Penguins abound in the Antarctic, but they never lived in the Arctic. Their ecological role was filled in the northern Atlantic ocean by a similar large, flightless bird, the great auk. (The word "penguin" itself is said to be derived from an old Celtic name for the great auk.) Vulnerable on the few islands where they bred in dense colonies, great auks were hunted to extinction for their meat, fat, and down. They were such prolific fishers along all the northern coasts from Canada to Greenland to Great Britain that their disappearance must have been ecologically consequential. What would be the impact of their return? (One attraction of the great auk as a de-extinction candidate is that if its reintroduction was eventually deemed harmful, the birds would be easy to remove from their island breeding grounds a second time.)

The keystone function of passenger pigeons was as "ecological engineers" -- animals that create or modify habitats for other species either structurally, as beavers do, or by moving nutrients around, as salmon do. Passenger pigeons did both. The pioneer conservation biologist Aldo Leopold described them as a "biological storm." They were once the most abundant bird in the world, ranging America's eastern deciduous forest from the Mississippi to the Atlantic. The dense flocks opened up square miles of forest to regrowth when the weight of their numbers broke branches, and the deluge of their droppings added nutrients to the soil. Their demise came because commercial hunters slaughtered the birds most efficiently just when deforestation of the eastern woodlands was at its maximum in the late 1800s. Since then the forest has grown back dramatically, ready perhaps for the return of the ancient ecological dance between the trees and the birds.
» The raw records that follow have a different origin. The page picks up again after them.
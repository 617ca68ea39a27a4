//! Layout module orchestrator.
//!
//! Width solving for leaf columns and placement of the three zone surfaces
//! inside the container. Pinned zones take their natural width; the regular
//! zone flexes into whatever remains between them.

mod core;

pub use core::{MIN_TRACK_WIDTH, TrackSize, distribute, natural_widths, solve_zone_rects};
Woolly mammoths were one of the most effective ecological engineers of all time. They dominated the largest biome in the world -- the once species-rich grasslands of the far north. It has been called the "mammoth steppe" because they were the leading mega-herbivore, trampling the moss-suffocated tundra into grass, knocking down and browsing the species-poor boreal forest into grass, and recycling nutrients with their dung. In their absence, which was largely caused by early human hunters, the tundra and forest have taken over. The northlands of America and Eurasia are not only less biodiverse as a result, they may be exacerbating climate change. Whereas grasslands fix carbon, the tundra is thought to be releasing vast quantities of greenhouse gases as it thaws. The Russian geophysicist Sergey Zimov has made a strong argument for restoring the mammoth steppe as a climate mitigation strategy.

Conservation biologists, intent in recent years on restoring the health of whole ecosystems, have been focusing ever less on individual species and ever more on ecological function. In studying the prospect of reviving certain extinct species they get to do both.

I predict that the outcome of their deliberations will be, "Let's do it -- carefully, incrementally, hopefully." I predict further that after all manner of fits and starts in the science, and no end of distractions in the public discourse, the dance of the passenger pigeons with their forest and ours will at last resume, and by the end of the century woolly mammoths will again tend their young in northern snows.